RECORDS SUPPLIED.

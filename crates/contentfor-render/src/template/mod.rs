//! Template index and named content regions.
//!
//! This module provides everything a layout render needs from the template
//! engine:
//!
//! - [`TemplateRegistry`]: collects templates from view directories and inline strings
//! - [`TemplateSet`]: compiles a registry into a MiniJinja environment
//! - [`TemplateHandle`]: a resolved template that renders into any writer
//! - [`ContentForItems`]: the yield-name → template map injected into layout renders
//! - [`register_functions`]: installs `could_yield` and `yield`
//!
//! ## Template Registry
//!
//! ```rust,ignore
//! let mut registry = TemplateRegistry::new();
//! registry.add_template_dir("app/views")?;
//! let set = Arc::new(TemplateSet::from_registry(registry)?);
//! let handle = set.template("Hotels/index.html")?;
//! ```
//!
//! Names keep their extension and use `/` separators. Lookups fall back to a
//! case-insensitive match.
//!
//! ## Yields
//!
//! A layout pulls in the action's template with `{{ yield() }}` and any block
//! registered through `content_for` with `{{ yield("name") }}`. Use
//! `could_yield("name")` to wrap optional regions.

mod content;
mod functions;
pub mod registry;
mod set;

pub use content::{ContentForItems, CONTENT_FOR_ITEMS, MAX_YIELD_DEPTH};
pub use functions::{could_yield, register_functions, yield_content};
pub use registry::{
    walk_template_dir, RegistryError, ResolvedTemplate, TemplateFile, TemplateRegistry,
};
pub use set::{TemplateHandle, TemplateSet};
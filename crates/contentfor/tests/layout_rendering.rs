use contentfor::{
    invoke, ActionOutcome, Config, Controller, LayoutController, RenderArgs, Request, Response,
    SharedBody, Views,
};
use http::header::{CONTENT_LENGTH, CONTENT_TYPE};
use http::StatusCode;
use std::fs;
use std::path::Path;
use std::sync::Arc;
use tempfile::TempDir;

fn write(root: &Path, name: &str, content: &str) {
    let path = root.join(name);
    fs::create_dir_all(path.parent().unwrap()).unwrap();
    fs::write(path, content).unwrap();
}

// A small booking app on disk: views, layouts and an error page
fn booking_app() -> TempDir {
    let base = TempDir::new().unwrap();
    let root = base.path();
    write(root, "app/views/Hotels/Show.html", "<h1>{{ hotel }}</h1>");
    write(root, "app/views/Hotels/Show.json", "{\"hotel\": \"Ritz\"}");
    write(root, "app/views/Hotels/sidebar.html", "<nav>{{ hotel }} nearby</nav>");
    write(root, "app/views/Hotels/Broken.html", "<p>before</p>\n{{ undefined_helper() }}");
    write(root, "app/views/footer.html", "<footer>Booking</footer>");
    write(
        root,
        "app/layouts/application.html",
        "<html>{% if could_yield('sidebar') %}<aside>{{ yield('sidebar') }}</aside>{% endif %}<main>{{ yield() }}</main>{{ yield('footer') }}</html>",
    );
    write(root, "app/layouts/admin.html", "<admin>{{ yield() }}</admin>");
    base
}

fn config(base: &TempDir) -> Config {
    Config::from_yaml_str(&format!(
        "base_path: {}\nlayouts:\n  default:\n    html: application.html\n",
        base.path().display()
    ))
    .unwrap()
}

fn run<F>(views: &Arc<Views>, action: &str, req: Request, f: F) -> (Response, SharedBody)
where
    F: FnOnce(&mut LayoutController) -> ActionOutcome,
{
    let body = SharedBody::new();
    let mut resp = Response::new(body.clone());
    let mut controller =
        LayoutController::new(Controller::new(Arc::clone(views), "Hotels", action, req));
    invoke(&mut controller, f, &mut resp);
    (resp, body)
}

#[test]
fn test_default_layout_wraps_action_template() {
    let base = booking_app();
    let views = Arc::new(Views::load(config(&base)).unwrap());

    let (resp, body) = run(&views, "Show", Request::get("/hotels/1"), |c| {
        Ok(c.render(RenderArgs::new().with("hotel", "Ritz")))
    });

    assert_eq!(resp.written_status(), Some(StatusCode::OK));
    assert_eq!(body.to_string_lossy(), "<html><main><h1>Ritz</h1></main></html>");
    assert_eq!(
        resp.headers[CONTENT_LENGTH],
        body.len().to_string().as_str()
    );
}

#[test]
fn test_content_for_fills_named_regions() {
    let base = booking_app();
    let views = Arc::new(Views::load(config(&base)).unwrap());

    let (_, body) = run(&views, "Show", Request::get("/hotels/1"), |c| {
        c.content_for("sidebar", "sidebar.html")?;
        c.content_for("footer", "footer.html")?;
        Ok(c.render(RenderArgs::new().with("hotel", "Ritz")))
    });

    assert_eq!(
        body.to_string_lossy(),
        "<html><aside><nav>Ritz nearby</nav></aside><main><h1>Ritz</h1></main><footer>Booking</footer></html>"
    );
}

#[test]
fn test_explicit_layout_with_format_suffix() {
    let base = booking_app();
    let views = Arc::new(Views::load(config(&base)).unwrap());

    let (_, body) = run(&views, "Show", Request::get("/hotels/1"), |c| {
        c.layout("admin");
        Ok(c.render(RenderArgs::new().with("hotel", "Ritz")))
    });

    assert_eq!(body.to_string_lossy(), "<admin><h1>Ritz</h1></admin>");
}

#[test]
fn test_disabled_layout_renders_plain_template() {
    let base = booking_app();
    let views = Arc::new(Views::load(config(&base)).unwrap());

    let (_, body) = run(&views, "Show", Request::get("/hotels/1"), |c| {
        c.layout("");
        Ok(c.render(RenderArgs::new().with("hotel", "Ritz")))
    });

    assert_eq!(body.to_string_lossy(), "<h1>Ritz</h1>");
}

#[test]
fn test_format_without_default_layout_skips_layout() {
    let base = booking_app();
    let views = Arc::new(Views::load(config(&base)).unwrap());

    let (resp, body) = run(
        &views,
        "Show",
        Request::get("/hotels/1").with_format("json"),
        |c| Ok(c.render(RenderArgs::new())),
    );

    assert_eq!(resp.headers[CONTENT_TYPE], "application/json; charset=utf-8");
    assert_eq!(body.to_string_lossy(), "{\"hotel\": \"Ritz\"}");
}

#[test]
fn test_head_request_has_headers_and_no_body() {
    let base = booking_app();
    let views = Arc::new(Views::load(config(&base)).unwrap());

    let (resp, body) = run(&views, "Show", Request::head("/hotels/1"), |c| {
        Ok(c.render(RenderArgs::new().with("hotel", "Ritz")))
    });

    assert_eq!(resp.written_status(), Some(StatusCode::OK));
    assert_eq!(resp.headers[CONTENT_LENGTH], "39");
    assert!(body.is_empty());
}

#[test]
fn test_buffered_failure_shows_only_error_page() {
    let base = booking_app();
    let views = Arc::new(Views::load(config(&base)).unwrap());

    let (resp, body) = run(&views, "Broken", Request::get("/hotels/broken"), |c| {
        Ok(c.render(RenderArgs::new()))
    });

    let text = body.to_string_lossy();
    assert_eq!(resp.written_status(), Some(StatusCode::INTERNAL_SERVER_ERROR));
    assert!(!text.contains("<html>"));
    assert!(text.starts_with("Layout Execution Error Hotels/Broken.html:2:"));
    assert!(text.contains("> 2 | {{ undefined_helper() }}"));
}

#[test]
fn test_streaming_failure_keeps_partial_page() {
    let base = booking_app();
    let views = Arc::new(Views::load(config(&base).with_chunked(true)).unwrap());

    let (resp, body) = run(&views, "Broken", Request::get("/hotels/broken"), |c| {
        Ok(c.render(RenderArgs::new()))
    });

    let text = body.to_string_lossy();
    assert_eq!(resp.written_status(), Some(StatusCode::OK));
    assert!(text.starts_with("<html>"));
    assert!(text.contains("Layout Execution Error Hotels/Broken.html:2:"));
}

#[test]
fn test_error_page_template_is_used() {
    let base = booking_app();
    write(
        base.path(),
        "app/views/errors/500.html",
        "<h1>{{ Error.title }}</h1><p>{{ Error.path }} line {{ Error.line }}</p>",
    );
    let views = Arc::new(Views::load(config(&base)).unwrap());

    let (resp, body) = run(&views, "Broken", Request::get("/hotels/broken"), |c| {
        Ok(c.render(RenderArgs::new()))
    });

    assert_eq!(resp.written_status(), Some(StatusCode::INTERNAL_SERVER_ERROR));
    assert_eq!(
        body.to_string_lossy(),
        "<h1>Layout Execution Error</h1><p>Hotels&#x2f;Broken.html line 2</p>"
    );
}

#[test]
fn test_missing_content_template_is_error_result() {
    let base = booking_app();
    let views = Arc::new(Views::load(config(&base)).unwrap());

    let (resp, body) = run(&views, "Show", Request::get("/hotels/1"), |c| {
        c.content_for("sidebar", "nope.html")?;
        Ok(c.render(RenderArgs::new()))
    });

    assert_eq!(resp.written_status(), Some(StatusCode::INTERNAL_SERVER_ERROR));
    assert!(body.to_string_lossy().contains("nope.html not found"));
}

#[test]
fn test_layout_load_retried_after_failure() {
    let base = booking_app();
    fs::remove_dir_all(base.path().join("app/layouts")).unwrap();
    let views = Arc::new(Views::load(config(&base)).unwrap());

    let (resp, body) = run(&views, "Show", Request::get("/hotels/1"), |c| {
        Ok(c.render(RenderArgs::new().with("hotel", "Ritz")))
    });
    assert_eq!(resp.written_status(), Some(StatusCode::INTERNAL_SERVER_ERROR));
    assert!(body.to_string_lossy().contains("failed to load layouts"));

    write(base.path(), "app/layouts/application.html", "<main>{{ yield() }}</main>");
    let (resp, body) = run(&views, "Show", Request::get("/hotels/1"), |c| {
        Ok(c.render(RenderArgs::new().with("hotel", "Ritz")))
    });
    assert_eq!(resp.written_status(), Some(StatusCode::OK));
    assert_eq!(body.to_string_lossy(), "<main><h1>Ritz</h1></main>");
}

#[test]
fn test_positional_render_args() {
    let base = booking_app();
    let views = Arc::new(Views::load(config(&base)).unwrap());

    let (_, body) = run(&views, "Show", Request::get("/hotels/1"), |c| {
        let args = RenderArgs::zip(&["hotel"], vec!["Savoy".into()]);
        Ok(c.render(args))
    });
    assert_eq!(body.to_string_lossy(), "<html><main><h1>Savoy</h1></main></html>");
}
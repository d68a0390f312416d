//! The `ContentForItems` value injected into every layout render.
//!
//! A [`ContentForItems`] maps yield names to template handles. The empty name
//! is the default body (the action's own template); other names are filled
//! by `content_for` before the render starts. It also keeps the render
//! arguments it was built from, so a yielded template renders against the
//! same variables as the layout that yields to it.
//!
//! Inside templates the value behaves like a read-only map of yield name to
//! template name:
//!
//! ```jinja
//! {% for name in ContentForItems %}{{ name }}={{ ContentForItems[name] }} {% endfor %}
//! ```

use std::collections::BTreeMap;
use std::fmt;
use std::sync::atomic::{AtomicUsize, Ordering};
use std::sync::Arc;

use minijinja::value::{Enumerator, Object};
use minijinja::Value;

use super::set::TemplateHandle;
use crate::context::RenderArgs;
use crate::error::RenderError;

/// Reserved render-argument key holding the [`ContentForItems`] value.
pub const CONTENT_FOR_ITEMS: &str = "ContentForItems";

/// Nested yields deeper than this fail instead of recursing further.
pub const MAX_YIELD_DEPTH: usize = 16;

/// Named content blocks available to `yield` for one render.
pub struct ContentForItems {
    items: BTreeMap<String, TemplateHandle>,
    args: RenderArgs,
    depth: AtomicUsize,
}

impl ContentForItems {
    /// Creates the content map for one render.
    ///
    /// `args` should not contain [`CONTENT_FOR_ITEMS`]; it is added back
    /// whenever a yielded template is rendered.
    pub fn new(args: RenderArgs, items: BTreeMap<String, TemplateHandle>) -> Self {
        Self {
            items,
            args,
            depth: AtomicUsize::new(0),
        }
    }

    /// Returns true if `name` has content registered.
    pub fn contains(&self, name: &str) -> bool {
        self.items.contains_key(name)
    }

    /// Wraps `self` into the root value for a render: the render arguments
    /// plus [`CONTENT_FOR_ITEMS`].
    pub fn into_render_context(self) -> Value {
        let args = self.args.clone();
        args.with_entry(CONTENT_FOR_ITEMS, Value::from_object(self))
    }

    /// Renders the content registered under `target`.
    ///
    /// `handle` must be the engine value wrapping `self`; it is passed back
    /// into the yielded template's context. Returns `Ok(None)` when nothing is
    /// registered under `target`.
    pub(crate) fn render_target(
        &self,
        target: &str,
        handle: &Value,
    ) -> Result<Option<String>, RenderError> {
        let Some(template) = self.items.get(target) else {
            return Ok(None);
        };

        let depth = self.depth.fetch_add(1, Ordering::SeqCst) + 1;
        let _guard = DepthGuard(&self.depth);
        if depth > MAX_YIELD_DEPTH {
            return Err(RenderError::OperationError(format!(
                "yield nested deeper than {} levels while rendering {}",
                MAX_YIELD_DEPTH,
                template.name()
            )));
        }

        let context = self.args.with_entry(CONTENT_FOR_ITEMS, handle.clone());
        template.render_to_string(&context).map(Some)
    }
}

struct DepthGuard<'a>(&'a AtomicUsize);

impl Drop for DepthGuard<'_> {
    fn drop(&mut self) {
        self.0.fetch_sub(1, Ordering::SeqCst);
    }
}

impl fmt::Debug for ContentForItems {
    fn fmt(&self, f: &mut fmt::Formatter<'_>) -> fmt::Result {
        f.debug_struct("ContentForItems")
            .field("items", &self.items.keys().collect::<Vec<_>>())
            .field("args", &self.args.len())
            .finish()
    }
}

impl Object for ContentForItems {
    fn get_value(self: &Arc<Self>, key: &Value) -> Option<Value> {
        self.items
            .get(key.as_str()?)
            .map(|handle| Value::from(handle.name()))
    }

    fn enumerate(self: &Arc<Self>) -> Enumerator {
        Enumerator::Values(self.items.keys().map(|k| Value::from(k.as_str())).collect())
    }
}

EXERCISE REQUIREMENTS.
Write out the listing exactly from its first line to the line containing "and inline strings". Both of those lines belong in the answer.

TASK RESULT.
filename crates/contentfor-render/src/template/mod.rs
//! Template index and named content regions.
//!
//! This module provides everything a layout render needs from the template
//! engine:
//!
//! - [`TemplateRegistry`]: collects templates from view directories and inline strings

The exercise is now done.